Osteoporosis is a major medical condition associated primarily with the elderly. It is a condition where the bone density is severely reduced and leads them to being much lighter, brittle and thus more prone to fractures. The fractures to the elderly, apart from being painful and affecting mobility, can even be life threatening. The fractured hip can cause damage to the femoral artery that supplies blood to the lower extremity of the body. The damaged femoral artery may lead to death due to hemorrhage in the elderly, and this makes the role of HGH all the more important, as it can help maintaining a higher bone density and prevent such fatalities.

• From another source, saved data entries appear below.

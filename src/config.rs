//! Configuration types for the parser and the analytics layer.
//!
//! This module provides plain configuration structs for library usage,
//! without any CLI framework dependencies.
//!
//! - [`ParserConfig`] - transcript parsing settings
//! - [`AnalyticsConfig`] - thresholds and resources used by statistics
//!
//! # Example
//!
//! ```rust
//! use chatlens::config::ParserConfig;
//! use chatlens::parser::TranscriptParser;
//!
//! let config = ParserConfig::new()
//!     .with_parallel(false)
//!     .with_lossy_decoding(true);
//!
//! let parser = TranscriptParser::with_config(config);
//! ```

use std::path::PathBuf;

use serde::{Deserialize, Serialize};

use crate::parsing::classify::{Classifier, DEFAULT_NOTIFICATION_KEYWORDS};

/// Configuration for transcript parsing.
///
/// # Example
///
/// ```rust
/// use chatlens::config::ParserConfig;
///
/// let config = ParserConfig::new()
///     .with_notification_keywords(vec![vec!["pinned a message".to_string()]]);
/// assert_eq!(config.notification_keywords.len(), 1);
/// ```
#[derive(Debug, Clone, PartialEq, Eq, Serialize, Deserialize)]
#[serde(default)]
pub struct ParserConfig {
    /// Classify segments on a rayon pool (default: true)
    pub parallel: bool,

    /// Minimum number of segments before going parallel (default: 512)
    pub parallel_threshold: usize,

    /// Decode invalid UTF-8 lossily instead of rejecting the input (default: false)
    pub lossy_decoding: bool,

    /// Keyword tuples that mark a group notification
    pub notification_keywords: Vec<Vec<String>>,
}

impl Default for ParserConfig {
    fn default() -> Self {
        Self {
            parallel: true,
            parallel_threshold: 512,
            lossy_decoding: false,
            notification_keywords: DEFAULT_NOTIFICATION_KEYWORDS
                .iter()
                .map(|tuple| tuple.iter().map(|kw| (*kw).to_string()).collect())
                .collect(),
        }
    }
}

impl ParserConfig {
    /// Creates a new configuration with default values.
    pub fn new() -> Self {
        Self::default()
    }

    /// Enables or disables parallel classification.
    #[must_use]
    pub fn with_parallel(mut self, enabled: bool) -> Self {
        self.parallel = enabled;
        self
    }

    /// Sets the segment count above which classification goes parallel.
    #[must_use]
    pub fn with_parallel_threshold(mut self, threshold: usize) -> Self {
        self.parallel_threshold = threshold;
        self
    }

    /// Enables or disables lossy UTF-8 decoding in `parse_bytes`.
    #[must_use]
    pub fn with_lossy_decoding(mut self, enabled: bool) -> Self {
        self.lossy_decoding = enabled;
        self
    }

    /// Replaces the notification keyword table.
    #[must_use]
    pub fn with_notification_keywords(mut self, keywords: Vec<Vec<String>>) -> Self {
        self.notification_keywords = keywords;
        self
    }

    /// Builds the classifier described by this configuration.
    pub fn classifier(&self) -> Classifier {
        Classifier::with_keywords(&self.notification_keywords)
    }
}

/// Configuration for the analytics layer.
///
/// # Example
///
/// ```rust
/// use chatlens::config::AnalyticsConfig;
///
/// let config = AnalyticsConfig::new()
///     .with_stop_words_path("stop_words.txt")
///     .with_conversation_gap_minutes(90);
/// assert_eq!(config.conversation_gap_minutes, 90);
/// ```
#[derive(Debug, Clone, PartialEq, Serialize, Deserialize)]
#[serde(default)]
pub struct AnalyticsConfig {
    /// Line-delimited stop-word file (default: none)
    pub stop_words_path: Option<PathBuf>,

    /// Number of users in the "most active" ranking (default: 5)
    pub top_users: usize,

    /// Number of words in the common-words table (default: 20)
    pub top_words: usize,

    /// Number of emojis in the emoji table (default: 20)
    pub top_emojis: usize,

    /// Gaps at or above this many minutes are not responses (default: 720)
    pub response_gap_cap_minutes: i64,

    /// Gaps above this many minutes start a new conversation (default: 120)
    pub conversation_gap_minutes: i64,
}

impl Default for AnalyticsConfig {
    fn default() -> Self {
        Self {
            stop_words_path: None,
            top_users: 5,
            top_words: 20,
            top_emojis: 20,
            response_gap_cap_minutes: 12 * 60,
            conversation_gap_minutes: 2 * 60,
        }
    }
}

impl AnalyticsConfig {
    /// Creates a new configuration with default values.
    pub fn new() -> Self {
        Self::default()
    }

    /// Sets the stop-word file.
    #[must_use]
    pub fn with_stop_words_path(mut self, path: impl Into<PathBuf>) -> Self {
        self.stop_words_path = Some(path.into());
        self
    }

    /// Sets the size of the most-active-users ranking.
    #[must_use]
    pub fn with_top_users(mut self, n: usize) -> Self {
        self.top_users = n;
        self
    }

    /// Sets the size of the common-words table.
    #[must_use]
    pub fn with_top_words(mut self, n: usize) -> Self {
        self.top_words = n;
        self
    }

    /// Sets the size of the emoji table.
    #[must_use]
    pub fn with_top_emojis(mut self, n: usize) -> Self {
        self.top_emojis = n;
        self
    }

    /// Sets the response-time cap in minutes.
    #[must_use]
    pub fn with_response_gap_cap_minutes(mut self, minutes: i64) -> Self {
        self.response_gap_cap_minutes = minutes;
        self
    }

    /// Sets the conversation gap in minutes.
    #[must_use]
    pub fn with_conversation_gap_minutes(mut self, minutes: i64) -> Self {
        self.conversation_gap_minutes = minutes;
        self
    }
}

How HGH helps in maintaining a healthy bone density

Many researches have been undertaken to establish the relationship between the HGH and bone density. In simpler terms, the relationship between HGH and bone density can be explained through IGF-1 (insulin like growth factor-1). The IGF-1 is produced in liver after the stimulation by HGH produced in pituitary gland. The IGF-1 regulates the metabolism in the body and increases the synthesis of proteins in the body. This results in the increase in the requirement of proteins and other nutrients which are absorbed through the gastro intestinal system. The proteins have been associated with the ability to regulate absorption of calcium into the blood stream. This has been corroborated by the fact that a high protein diet has been scientifically proven to enhance the absorption of calcium in the body. The higher intake of calcium means the higher concentration of it being absorbed by the bones, and thus results in them being stronger and thicker. Thus HGH works by increasing the demand of proteins which then enhances the calcium absorption.

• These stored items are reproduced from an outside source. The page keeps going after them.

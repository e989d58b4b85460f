//! Output configuration for the entry writers.

/// Configuration for output format.
/// Controls which columns are written and which entries are kept.
#[derive(Debug, Clone)]
pub struct OutputConfig {
    /// Include the derived calendar/clock columns
    pub include_derived: bool,
    /// Include entries with sentinel authors (default: true)
    pub include_sentinels: bool,
}

impl Default for OutputConfig {
    fn default() -> Self {
        Self {
            include_derived: false,
            include_sentinels: true,
        }
    }
}

impl OutputConfig {
    pub fn new() -> Self {
        Self::default()
    }

    #[must_use]
    pub fn with_derived(mut self) -> Self {
        self.include_derived = true;
        self
    }

    #[must_use]
    pub fn without_sentinels(mut self) -> Self {
        self.include_sentinels = false;
        self
    }
}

HGH therapy and healthy bones

Many studies in hormone therapy link it with the well being of bones. One such remarkable study was published in the Journal of Clinical Endocrinology and Metabolism (JCEM). It was found that the ending of hormone therapy treatment in elderly women resulted in a reduction in the bone mineral density among the 500 women belonging to the age group of 65 to 77 years. The subjects were analyzed for an interval of three years and the test was double blind, placebo controlled randomized clinical trial. Other two similar studies in this field looked at the recombinant Human Growth Hormone (HGH) for the treatment of osteoporosis in men and Dehydroepiandrosterone (DHEA) in the management of osteoporosis in young women. From the three researches it can be concluded that the risk of rapid bone loss increases with discontinuation of hormone replacement treatment for two years or more. The first year after stopping the treatment saw the maximum amount of bone loss, a drop in the calcium absorption and an increase in serum PTH levels.